Former Insurance Commissioner Chuck Quackenbush was elected by the insurance industry and proceeded to do the industry's bidding until he was forced to resign for accepting industry money in lieu of penalties for violations of state law. The money went to a slush fund he controlled.
"Insurers know that their political donations buy them extraordinary power to crush consumer protection bills. Prop 89 would relieve lawmakers of their dependence on industry cash and that scares insurance executives," said Carmen Balber, consumer advocate with the Foundation for Taxpayer and Consumer Rights.
Insurance industry money to the No On 89 PAC was contributed by: Mercury Insurance, California's 3rd largest auto insurer, and its CEO George Joseph; State Farm Insurance, California's largest auto insurer; Zenith, the largest private workers compensation insurer in the state; Farmers Insurance, the state¿s 2nd largest auto and homeowners insurance company; IBA (Insurance Brokers and Agents) West; The Doctors Company, 21st Century, and Fireman's Fund.
Prop 89 Would End Pay to Play Politics-As-Usual
Under Prop. 89, insurance companies, HMOs, and all other donors, including unions, individuals, and other businesses, would be limited to contributions of no more than $500 to Assembly or Senate candidates and $1,000 to candidates for statewide office. Donations to political parties for support of candidates and ballot measures are limited to $7,500 annually.
Prop. 89 also provides for public grants for candidates who reject private fundraising, bans contributions to candidates from lobbyists and government contractors, and sets tough penalties for violators, up to jail time and removal from office.
Zenith, Mercury, and other corporate donors would also be restricted to contributing only $10,000 of customer money from their general treasuries to ballot measures. Corporate PACs could continue to contribute as much as they wish on initiative campaigns.
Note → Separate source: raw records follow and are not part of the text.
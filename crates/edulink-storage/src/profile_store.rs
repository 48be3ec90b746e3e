//! The profile store: every record this client keeps on the device.
//!
//! A [`ProfileStore`] is created once at startup and passed by reference to whatever needs it.
//! Missing or unreadable records are never fatal: they read back as `None` (or an empty set) and
//! a warning is logged.

use std::sync::Arc;

use chrono::{Local, NaiveDate};
use edulink_models::{
    PendingSchoolRegistration, RegisteredStudentIds, StoredProfile, UserProfile,
};
use serde::Serialize;
use serde::de::DeserializeOwned;
use tracing::{debug, info, instrument, warn};

use crate::keys;
use crate::kv::{KeyValueStorage, StorageError};

fn local_today() -> NaiveDate {
    Local::now().date_naive()
}

#[derive(Clone)]
pub struct ProfileStore {
    storage: Arc<dyn KeyValueStorage>,
    clock: fn() -> NaiveDate,
}

impl std::fmt::Debug for ProfileStore {
    fn fmt(&self, f: &mut std::fmt::Formatter<'_>) -> std::fmt::Result {
        f.debug_struct("ProfileStore").finish_non_exhaustive()
    }
}

impl ProfileStore {
    pub fn new(storage: Arc<dyn KeyValueStorage>) -> Self {
        Self {
            storage,
            clock: local_today,
        }
    }

    /// Replaces the source of "today" used for defaulted dates.
    pub fn with_clock(mut self, clock: fn() -> NaiveDate) -> Self {
        self.clock = clock;
        self
    }

    pub fn today(&self) -> NaiveDate {
        (self.clock)()
    }

    /// Brings a stored profile written by an older client up to the current shape and writes it
    /// back. Does nothing when no profile is stored.
    #[instrument(skip(self))]
    pub fn init(&self) -> Result<Option<UserProfile>, StorageError> {
        let Some(stored) = self.read_stored_profile()? else {
            debug!("No stored profile to migrate");
            return Ok(None);
        };

        if !stored.needs_migration() {
            return Ok(Some(stored.migrate(self.today())));
        }

        let from_version = stored.schema_version;
        let profile = stored.migrate(self.today());
        self.write_json(keys::PROFILE, &profile)?;
        info!(
            from_version = ?from_version,
            to_version = profile.schema_version,
            "Migrated stored profile"
        );

        Ok(Some(profile))
    }

    /// Reads the profile for display. Parents get their child's name from the student
    /// reference table when the ID is known there.
    #[instrument(skip(self))]
    pub fn load(&self) -> Result<Option<UserProfile>, StorageError> {
        let Some(stored) = self.read_stored_profile()? else {
            return Ok(None);
        };

        let mut profile = stored.migrate(self.today());
        if profile.enrich_child_name() {
            debug!(
                child_student_id = ?profile.child_student_id,
                "Child name resolved from directory"
            );
        }

        Ok(Some(profile))
    }

    /// The stored profile exactly as written.
    pub fn raw_profile(&self) -> Result<Option<String>, StorageError> {
        self.storage.get(keys::PROFILE)
    }

    /// Stores the profile of a freshly registered account, replacing whatever was there.
    #[instrument(
        skip(self, profile),
        fields(profile.email = %profile.email, profile.role = %profile.role)
    )]
    pub fn create(&self, profile: &UserProfile) -> Result<(), StorageError> {
        if self.raw_profile()?.is_some() {
            debug!("Replacing previously stored profile");
        }
        self.write_json(keys::PROFILE, profile)?;
        info!("Profile created");
        Ok(())
    }

    /// Writes the full profile record. No field validation happens here.
    #[instrument(skip(self, profile), fields(profile.email = %profile.email))]
    pub fn save(&self, profile: &UserProfile) -> Result<(), StorageError> {
        self.write_json(keys::PROFILE, profile)?;
        debug!("Profile saved");
        Ok(())
    }

    /// Bumps `last_login` when the stored profile belongs to `email`. Returns whether it did.
    #[instrument(skip(self))]
    pub fn touch_last_login(&self, email: &str) -> Result<bool, StorageError> {
        let Some(stored) = self.read_stored_profile()? else {
            return Ok(false);
        };

        let mut profile = stored.migrate(self.today());
        if !profile.email.trim().eq_ignore_ascii_case(email.trim()) {
            return Ok(false);
        }

        profile.last_login = self.today();
        self.write_json(keys::PROFILE, &profile)?;
        Ok(true)
    }

    pub fn registered_student_ids(&self) -> Result<RegisteredStudentIds, StorageError> {
        Ok(self
            .read_json::<RegisteredStudentIds>(keys::REGISTERED_STUDENT_IDS)?
            .unwrap_or_default())
    }

    /// Adds `id` to the registered set. Returns `false` when it was already there.
    #[instrument(skip(self))]
    pub fn register_student_id(&self, id: &str) -> Result<bool, StorageError> {
        let mut ids = self.registered_student_ids()?;
        if !ids.insert(id) {
            debug!("Student ID already registered");
            return Ok(false);
        }

        self.write_json(keys::REGISTERED_STUDENT_IDS, &ids)?;
        info!(registered = ids.len(), "Student ID registered");
        Ok(true)
    }

    pub fn pending_school_registration(
        &self,
    ) -> Result<Option<PendingSchoolRegistration>, StorageError> {
        self.read_json(keys::PENDING_SCHOOL_REGISTRATION)
    }

    pub fn set_pending_school_registration(
        &self,
        pending: &PendingSchoolRegistration,
    ) -> Result<(), StorageError> {
        self.write_json(keys::PENDING_SCHOOL_REGISTRATION, pending)
    }

    pub fn clear_pending_school_registration(&self) -> Result<(), StorageError> {
        self.storage.remove(keys::PENDING_SCHOOL_REGISTRATION)
    }

    pub fn remembered_email(&self) -> Result<Option<String>, StorageError> {
        self.read_json(keys::REMEMBERED_EMAIL)
    }

    pub fn remember_email(&self, email: &str) -> Result<(), StorageError> {
        self.write_json(keys::REMEMBERED_EMAIL, &email.trim())
    }

    pub fn forget_email(&self) -> Result<(), StorageError> {
        self.storage.remove(keys::REMEMBERED_EMAIL)
    }

    fn read_stored_profile(&self) -> Result<Option<StoredProfile>, StorageError> {
        self.read_json(keys::PROFILE)
    }

    /// Unparseable values are treated as absent.
    fn read_json<T: DeserializeOwned>(&self, key: &str) -> Result<Option<T>, StorageError> {
        let Some(raw) = self.storage.get(key)? else {
            return Ok(None);
        };

        match serde_json::from_str(&raw) {
            Ok(value) => Ok(Some(value)),
            Err(e) => {
                warn!(key, error = %e, "Ignoring unreadable local record");
                Ok(None)
            }
        }
    }

    fn write_json<T: Serialize + ?Sized>(&self, key: &str, value: &T) -> Result<(), StorageError> {
        let encoded = serde_json::to_string(value)?;
        self.storage.set(key, &encoded)
    }
}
Insurance Industry Campaign Contributions Thwart Consumer Protections
Further examples of how the insurance industry benefits financially from its huge campaign contributions include:
- Gov. Arnold Schwarzenegger received $105,000 from the American Insurance Association the day he vetoed a bill that would have required insurance companies, not Medi-Cal, to pay medical costs for uninsured drivers who are injured in an accident caused by an insured driver. Schwarzenegger has taken $2.9 million from the industry since 2003.
- Mercury Insurance won the passage of an illegal surcharge on motorists who had been previously uninsured. Mercury Insurance distributed more than $1 million to state lawmakers in the two years leading up to enactment of the bill; Governor Gray Davis received $175,000 from Mercury after signing the bill.
- Mercury's CEO George Joseph gave $500,000 to the GOP after the majority Democrats blocked a bill that would have amended Proposition 103 to allow insurers to charge drivers more based on where they live.